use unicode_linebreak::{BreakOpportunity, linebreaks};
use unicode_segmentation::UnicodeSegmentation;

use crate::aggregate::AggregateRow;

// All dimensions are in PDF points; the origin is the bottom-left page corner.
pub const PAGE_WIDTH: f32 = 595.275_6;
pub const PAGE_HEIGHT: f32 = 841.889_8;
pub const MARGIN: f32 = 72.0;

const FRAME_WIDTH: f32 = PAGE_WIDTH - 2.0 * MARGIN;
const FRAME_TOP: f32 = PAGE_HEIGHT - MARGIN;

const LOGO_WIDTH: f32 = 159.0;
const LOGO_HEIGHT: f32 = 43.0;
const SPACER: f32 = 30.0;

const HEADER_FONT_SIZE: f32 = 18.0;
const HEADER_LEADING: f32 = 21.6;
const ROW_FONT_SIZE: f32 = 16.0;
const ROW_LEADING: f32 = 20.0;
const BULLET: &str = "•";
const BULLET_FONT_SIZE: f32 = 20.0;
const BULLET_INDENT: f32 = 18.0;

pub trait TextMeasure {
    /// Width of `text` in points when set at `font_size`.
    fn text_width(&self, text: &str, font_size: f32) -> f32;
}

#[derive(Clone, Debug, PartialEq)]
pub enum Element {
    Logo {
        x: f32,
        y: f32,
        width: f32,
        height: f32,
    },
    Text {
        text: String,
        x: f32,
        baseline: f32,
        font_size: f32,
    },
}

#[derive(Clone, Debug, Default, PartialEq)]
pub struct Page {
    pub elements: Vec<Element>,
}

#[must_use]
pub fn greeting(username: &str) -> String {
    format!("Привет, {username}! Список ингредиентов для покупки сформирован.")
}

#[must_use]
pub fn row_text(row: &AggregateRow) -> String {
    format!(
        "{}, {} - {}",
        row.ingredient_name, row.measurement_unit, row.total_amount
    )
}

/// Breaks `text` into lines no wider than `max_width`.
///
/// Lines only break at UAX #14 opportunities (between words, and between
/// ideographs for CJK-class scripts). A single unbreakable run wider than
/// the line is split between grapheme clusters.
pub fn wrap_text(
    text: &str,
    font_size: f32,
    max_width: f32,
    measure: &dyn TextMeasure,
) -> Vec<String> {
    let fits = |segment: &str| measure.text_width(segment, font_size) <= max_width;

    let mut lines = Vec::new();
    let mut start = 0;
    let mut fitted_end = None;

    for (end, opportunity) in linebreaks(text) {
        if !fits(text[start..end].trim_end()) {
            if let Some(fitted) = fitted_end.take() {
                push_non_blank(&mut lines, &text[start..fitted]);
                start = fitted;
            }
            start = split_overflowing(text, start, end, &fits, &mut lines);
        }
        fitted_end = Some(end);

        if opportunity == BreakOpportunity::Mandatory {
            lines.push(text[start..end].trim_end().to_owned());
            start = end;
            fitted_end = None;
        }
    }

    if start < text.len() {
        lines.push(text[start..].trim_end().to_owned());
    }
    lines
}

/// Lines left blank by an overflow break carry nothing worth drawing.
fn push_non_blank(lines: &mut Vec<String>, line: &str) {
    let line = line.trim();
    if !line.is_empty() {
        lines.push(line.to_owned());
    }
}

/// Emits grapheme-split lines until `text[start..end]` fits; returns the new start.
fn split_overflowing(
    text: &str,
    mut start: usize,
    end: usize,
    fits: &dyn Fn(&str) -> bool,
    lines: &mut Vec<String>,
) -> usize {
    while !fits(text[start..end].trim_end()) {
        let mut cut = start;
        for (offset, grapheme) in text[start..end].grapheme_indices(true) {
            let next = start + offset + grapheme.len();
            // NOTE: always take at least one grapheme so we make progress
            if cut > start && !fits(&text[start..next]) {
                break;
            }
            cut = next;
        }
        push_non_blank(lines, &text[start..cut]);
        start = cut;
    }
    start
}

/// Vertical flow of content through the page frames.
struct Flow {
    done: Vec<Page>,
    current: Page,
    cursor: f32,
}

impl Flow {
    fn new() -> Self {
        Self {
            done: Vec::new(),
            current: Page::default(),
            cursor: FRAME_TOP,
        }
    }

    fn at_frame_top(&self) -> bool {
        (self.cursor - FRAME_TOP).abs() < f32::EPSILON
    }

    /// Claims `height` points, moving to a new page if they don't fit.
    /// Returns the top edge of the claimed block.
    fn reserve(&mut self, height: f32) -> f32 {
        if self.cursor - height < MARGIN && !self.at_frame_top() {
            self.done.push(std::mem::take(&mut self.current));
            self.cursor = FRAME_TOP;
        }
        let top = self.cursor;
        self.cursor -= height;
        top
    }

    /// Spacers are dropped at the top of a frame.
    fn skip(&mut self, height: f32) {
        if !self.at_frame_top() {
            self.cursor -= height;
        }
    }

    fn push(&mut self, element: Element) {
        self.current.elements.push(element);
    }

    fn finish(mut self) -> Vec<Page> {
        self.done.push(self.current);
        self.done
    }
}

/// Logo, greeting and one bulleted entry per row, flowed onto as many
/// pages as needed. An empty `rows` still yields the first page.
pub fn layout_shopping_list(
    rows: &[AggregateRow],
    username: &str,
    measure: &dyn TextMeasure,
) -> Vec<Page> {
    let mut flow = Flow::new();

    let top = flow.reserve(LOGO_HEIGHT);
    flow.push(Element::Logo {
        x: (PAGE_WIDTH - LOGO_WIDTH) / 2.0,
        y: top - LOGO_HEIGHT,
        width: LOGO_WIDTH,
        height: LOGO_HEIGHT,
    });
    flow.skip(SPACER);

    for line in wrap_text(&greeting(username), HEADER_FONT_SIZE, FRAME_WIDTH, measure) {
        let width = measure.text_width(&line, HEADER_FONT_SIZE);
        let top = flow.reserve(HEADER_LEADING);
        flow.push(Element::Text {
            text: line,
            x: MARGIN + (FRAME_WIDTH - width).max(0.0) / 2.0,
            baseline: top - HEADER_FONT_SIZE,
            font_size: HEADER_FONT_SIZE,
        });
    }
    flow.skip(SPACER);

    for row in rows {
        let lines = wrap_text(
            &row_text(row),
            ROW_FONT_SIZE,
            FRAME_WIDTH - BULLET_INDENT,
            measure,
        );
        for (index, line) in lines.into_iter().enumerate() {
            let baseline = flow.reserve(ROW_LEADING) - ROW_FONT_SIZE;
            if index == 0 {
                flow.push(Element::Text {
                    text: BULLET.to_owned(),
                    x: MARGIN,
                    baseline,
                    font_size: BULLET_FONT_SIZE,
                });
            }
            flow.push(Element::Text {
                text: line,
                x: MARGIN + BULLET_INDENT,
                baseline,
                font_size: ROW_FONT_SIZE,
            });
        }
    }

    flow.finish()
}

+ + + + + + +

:: Work instruction ::
Could you return all lines from the records that include the word "Clone"?

:: Output of the task ::
#[derive(Clone, Debug, PartialEq)]
#[derive(Clone, Debug, Default, PartialEq)]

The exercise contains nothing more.